O governo até deve registrar um ganho fiscal inicial — porque aplicações hoje tributadas a 15% passarão a pagar 17,5% —, mas o efeito é passageiro. Com o tempo, o capital se ajusta, a base de longo prazo encolhe e o sistema se torna ainda mais especulativo. O resultado é arrecadação temporária e fragilidade permanente: o oposto de uma política econômica voltada ao desenvolvimento.
5. A lógica por trás do pacote
A MP 1.303/2025 é, em última instância, a expressão perfeita do novo regime fiscal brasileiro. Com o Novo Arcabouço Fiscal, o gasto social passou a ser variável de ajuste. Quando a regra impede o aumento das despesas, o governo busca “equilíbrio” cortando direitos ou reclassificando despesas — como no caso da educação. E quando tenta apresentar algo de “positivo”, o faz a serviço da própria lógica de mercado, como nas disputas entre fintechs e bancos ou na calibragem especulativa do sistema financeiro.
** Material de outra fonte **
//! Statistics over whale transfer activity and asset prices.
//!
//! Every function here is pure: inputs are borrowed, never mutated, and
//! degenerate input (empty series, zero totals, zero variance) yields a
//! neutral 0 rather than NaN or infinity.

mod common;

pub mod anomaly;
pub mod concentration;
pub mod correlation;
pub mod distribution;
pub mod event_study;
pub mod flows;

pub use anomaly::{detect_anomalies, AnomalyPoint, SeriesStats};
pub use concentration::{
    aggregate_by_address, calculate_concentration, calculate_gini, calculate_hhi, classify_risk,
    top_n_concentration_pct, whale_to_retail_ratio, AddressTotal, ConcentrationResult,
};
pub use correlation::{
    average_correlation, correlation_significance, correlation_strength, pearson_correlation,
    rolling_correlation, CorrelationPoint, CorrelationSignificance, CorrelationStrength,
    Significance,
};
pub use distribution::{
    holder_distribution, transparency_score, HolderDistribution, TransparencyLevel,
    TransparencyScore,
};
pub use event_study::{
    event_study, event_study_by_direction, DirectionalEventStudy, EventStudyResult,
};
pub use flows::{
    calculate_net_flow, calculate_percentage_change, flow_sentiment, stablecoin_rotation,
    summarize_flows, FlowSentiment, FlowSummary, Sentiment, StablecoinRotation,
};

pub use whale_stats_core::{DEFAULT_ANOMALY_THRESHOLD, DEFAULT_EVENT_OFFSETS, DEFAULT_ROLLING_WINDOW};
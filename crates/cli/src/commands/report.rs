//! Full report CLI command.
//!
//! Runs every analysis over one dataset: concentration, correlation,
//! anomalies, an event study on events derived from exchange wallet
//! movements, and exchange flows when a flows file is given.

use anyhow::{anyhow, Result};
use clap::Args;
use serde::Serialize;
use std::path::PathBuf;

use whale_stats_core::{AnalysisConfig, AppConfig, ExchangeFlow, PricePoint, WhaleTransfer};
use whale_stats_data::{daily_transfer_totals, events_from_transfers, merge_daily, DataLoader};

use super::anomalies::AnomalyReport;
use super::concentration::ConcentrationReport;
use super::correlation::CorrelationReport;
use super::event_study::{validate_offsets, EventStudyReport};
use super::flows::FlowsReport;
use super::output::{emit, header, OutputFormat, TextReport};

const TOP_ADDRESSES: usize = 10;

/// Arguments for the report command.
#[derive(Args, Debug, Clone)]
pub struct ReportArgs {
    /// Whale transfers file (.csv or .json)
    #[arg(long)]
    pub transfers: PathBuf,

    /// Price samples file (.csv or .json)
    #[arg(long)]
    pub prices: PathBuf,

    /// Weekly exchange flows file (.csv or .json)
    #[arg(long)]
    pub flows: Option<PathBuf>,
}

#[derive(Debug, Clone, Serialize)]
pub struct FullReport {
    pub concentration: ConcentrationReport,
    pub correlation: CorrelationReport,
    pub anomalies: AnomalyReport,
    pub event_study: EventStudyReport,
    #[serde(skip_serializing_if = "Option::is_none")]
    pub flows: Option<FlowsReport>,
}

impl FullReport {
    pub fn build(
        transfers: &[WhaleTransfer],
        prices: &[PricePoint],
        flows: Option<&[ExchangeFlow]>,
        analysis: &AnalysisConfig,
    ) -> Result<Self> {
        if analysis.rolling_window == 0 {
            return Err(anyhow!("Rolling window must be at least 1"));
        }
        validate_offsets(&analysis.event_offsets_days)?;

        let observations = merge_daily(&daily_transfer_totals(transfers), prices);
        let events = events_from_transfers(
            transfers,
            analysis.min_event_amount,
            &analysis.exchange_wallets,
        );
        tracing::info!(
            "Report inputs: {} daily observations, {} derived events",
            observations.len(),
            events.len()
        );

        Ok(Self {
            concentration: ConcentrationReport::from_transfers(transfers, TOP_ADDRESSES),
            correlation: CorrelationReport::from_observations(&observations, analysis.rolling_window)?,
            anomalies: AnomalyReport::build(transfers, analysis.anomaly_threshold, false),
            event_study: EventStudyReport::build(
                &events,
                prices,
                &analysis.event_offsets_days,
                true,
            ),
            flows: flows.map(FlowsReport::build),
        })
    }
}

impl TextReport for FullReport {
    fn to_text(&self) -> String {
        let mut out = header("WHALE ACTIVITY REPORT");
        out.push_str(&self.concentration.to_text());
        out.push_str(&self.correlation.to_text());
        out.push_str(&self.anomalies.to_text());
        out.push_str(&self.event_study.to_text());
        if let Some(flows) = &self.flows {
            out.push_str(&flows.to_text());
        }
        out
    }
}

/// Runs the report command.
pub fn run_report(args: &ReportArgs, config: &AppConfig, format: OutputFormat) -> Result<()> {
    let transfers = DataLoader::load_transfers(&args.transfers)?;
    let prices = DataLoader::load_prices(&args.prices)?;
    let flows = args
        .flows
        .as_deref()
        .map(DataLoader::load_flows)
        .transpose()?;

    tracing::info!(
        "Loaded {} transfers, {} price samples, {} flow records",
        transfers.len(),
        prices.len(),
        flows.as_ref().map_or(0, Vec::len)
    );

    let report = FullReport::build(&transfers, &prices, flows.as_deref(), &config.analysis)?;
    emit(&report, format)
}
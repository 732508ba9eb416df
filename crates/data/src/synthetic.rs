//! Seeded synthetic whale and price data for demos and tests.
//!
//! Prices follow an hourly multiplicative random walk. Transfers are drawn
//! per day from a fixed wallet pool plus the known exchange wallets, with
//! occasional spikes so anomaly detection has something to find.

use chrono::{DateTime, Duration, Utc};
use rand::{Rng, SeedableRng};
use rand_chacha::ChaCha8Rng;
use serde::{Deserialize, Serialize};
use whale_stats_core::{tokens, ExchangeFlow, PricePoint, WhaleTransfer};

pub const STARTING_PRICE: f64 = 3_000.0;
pub const WALLET_POOL_SIZE: usize = 40;
pub const MAX_TRANSFERS_PER_DAY: u32 = 12;

const HOURLY_VOLATILITY: f64 = 0.01;
const SPIKE_PROBABILITY: f64 = 0.05;
const EXCHANGE_LEG_PROBABILITY: f64 = 0.3;

/// A generated dataset covering `days` consecutive days.
#[derive(Debug, Clone, PartialEq, Serialize, Deserialize)]
pub struct SyntheticData {
    pub transfers: Vec<WhaleTransfer>,
    pub prices: Vec<PricePoint>,
    pub flows: Vec<ExchangeFlow>,
}

impl SyntheticData {
    /// Generates a dataset starting at `start`.
    ///
    /// The same `seed` always yields the same data; `None` draws from entropy.
    #[must_use]
    pub fn generate(seed: Option<u64>, days: u32, start: DateTime<Utc>) -> Self {
        let mut rng = match seed {
            Some(seed) => ChaCha8Rng::seed_from_u64(seed),
            None => ChaCha8Rng::from_entropy(),
        };

        let wallets: Vec<String> = (0..WALLET_POOL_SIZE)
            .map(|i| format!("0x{:040x}", 0xa11ce_u64 + i as u64))
            .collect();

        let prices = generate_prices(&mut rng, days, start);
        let transfers = generate_transfers(&mut rng, days, start, &wallets);
        let flows = generate_flows(&mut rng, days, start);

        tracing::info!(
            days,
            prices = prices.len(),
            transfers = transfers.len(),
            flows = flows.len(),
            "generated synthetic dataset"
        );

        Self {
            transfers,
            prices,
            flows,
        }
    }
}

fn generate_prices(rng: &mut ChaCha8Rng, days: u32, start: DateTime<Utc>) -> Vec<PricePoint> {
    let hours = i64::from(days) * 24;
    let mut price = STARTING_PRICE;

    (0..hours)
        .map(|hour| {
            let point = PricePoint::new(start + Duration::hours(hour), price);
            let step = rng.gen_range(-HOURLY_VOLATILITY..HOURLY_VOLATILITY);
            price = (price * (1.0 + step)).max(1.0);
            point
        })
        .collect()
}

fn generate_transfers(
    rng: &mut ChaCha8Rng,
    days: u32,
    start: DateTime<Utc>,
    wallets: &[String],
) -> Vec<WhaleTransfer> {
    let mut transfers = Vec::new();

    for day in 0..i64::from(days) {
        let count = rng.gen_range(0..=MAX_TRANSFERS_PER_DAY);
        for n in 0..count {
            let hour = rng.gen_range(0..24);
            let mut amount = rng.gen_range(100.0..5_000.0);
            if rng.gen_bool(SPIKE_PROBABILITY) {
                amount *= rng.gen_range(20.0..50.0);
            }

            let whale = wallets[rng.gen_range(0..wallets.len())].clone();
            let exchange = tokens::EXCHANGE_WALLETS[rng.gen_range(0..tokens::EXCHANGE_WALLETS.len())]
                .0
                .to_string();
            let roll: f64 = rng.gen();
            let (from_address, to_address) = if roll < EXCHANGE_LEG_PROBABILITY {
                (whale, exchange)
            } else if roll < 2.0 * EXCHANGE_LEG_PROBABILITY {
                (exchange, whale)
            } else {
                (whale, wallets[rng.gen_range(0..wallets.len())].clone())
            };

            transfers.push(WhaleTransfer {
                timestamp: start + Duration::days(day) + Duration::hours(hour),
                tx_hash: format!("0x{day:08x}{n:04x}{:016x}", rng.gen::<u64>()),
                from_address,
                to_address,
                amount,
                token: "ETH".to_string(),
            });
        }
    }

    transfers.sort_by_key(|t| t.timestamp);
    transfers
}

fn generate_flows(rng: &mut ChaCha8Rng, days: u32, start: DateTime<Utc>) -> Vec<ExchangeFlow> {
    let weeks = i64::from(days.div_ceil(7));
    let mut flows = Vec::new();

    for week in 0..weeks {
        let week_start = start + Duration::weeks(week);
        for (_, exchange) in tokens::EXCHANGE_WALLETS {
            for (contract, _) in tokens::CONTRACT_TOKENS {
                flows.push(ExchangeFlow {
                    exchange: (*exchange).to_string(),
                    week_start,
                    inflow: rng.gen_range(0.0..2_000_000.0),
                    outflow: rng.gen_range(0.0..2_000_000.0),
                    contract_address: (*contract).to_string(),
                });
            }
        }
    }

    flows
}

#[cfg(test)]
mod tests {
    use super::*;
    use chrono::TimeZone;

    fn start() -> DateTime<Utc> {
        Utc.with_ymd_and_hms(2025, 1, 1, 0, 0, 0).unwrap()
    }

    #[test]
    fn same_seed_same_data() {
        let a = SyntheticData::generate(Some(42), 30, start());
        let b = SyntheticData::generate(Some(42), 30, start());
        assert_eq!(a, b);

        let c = SyntheticData::generate(Some(43), 30, start());
        assert_ne!(a.prices, c.prices);
    }

    #[test]
    fn hourly_prices_cover_every_day() {
        let data = SyntheticData::generate(Some(7), 10, start());

        assert_eq!(data.prices.len(), 240);
        assert_eq!(data.prices[0].price, STARTING_PRICE);
        assert!(data.prices.iter().all(|p| p.price >= 1.0));
        assert!(data
            .prices
            .windows(2)
            .all(|w| w[1].timestamp - w[0].timestamp == Duration::hours(1)));
    }

    #[test]
    fn transfers_are_sorted_and_in_range() {
        let data = SyntheticData::generate(Some(11), 20, start());
        let end = start() + Duration::days(20);

        assert!(data.transfers.windows(2).all(|w| w[0].timestamp <= w[1].timestamp));
        assert!(data
            .transfers
            .iter()
            .all(|t| t.timestamp >= start() && t.timestamp < end && t.amount >= 100.0));
        assert!(data.transfers.len() <= 20 * MAX_TRANSFERS_PER_DAY as usize);
    }

    #[test]
    fn weekly_flows_per_exchange_and_contract() {
        let data = SyntheticData::generate(Some(3), 15, start());
        let per_week = tokens::EXCHANGE_WALLETS.len() * tokens::CONTRACT_TOKENS.len();

        assert_eq!(data.flows.len(), 3 * per_week);
        assert_eq!(data.flows[per_week].week_start, start() + Duration::weeks(1));
    }

    #[test]
    fn zero_days_is_empty() {
        let data = SyntheticData::generate(Some(1), 0, start());
        assert!(data.prices.is_empty());
        assert!(data.transfers.is_empty());
        assert!(data.flows.is_empty());
    }
}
6. Conclusão: o real sentido da MP
No fim, o chamado pacote “BBB” — Bets, Bancos e Bilionários — não passa de austeridade fiscal revestida de retórica social. Fala-se em justiça tributária, mas o que se entrega é ajuste. Taxa-se um setor para abrir espaço contábil e cortar outro. Reduz-se o piso da educação, restringe-se o seguro-defeso, encurta-se o auxílio-doença, enquanto o capital financeiro e o agronegócio seguem blindados. É um projeto de reconfiguração do fundo público: menos Estado social, mais Estado fiscal. A MP 1.303/2025 não combate privilégios — os reorganiza. E ao reorganizá-los, reafirma quem continua mandando: o capital, em todas as suas formas.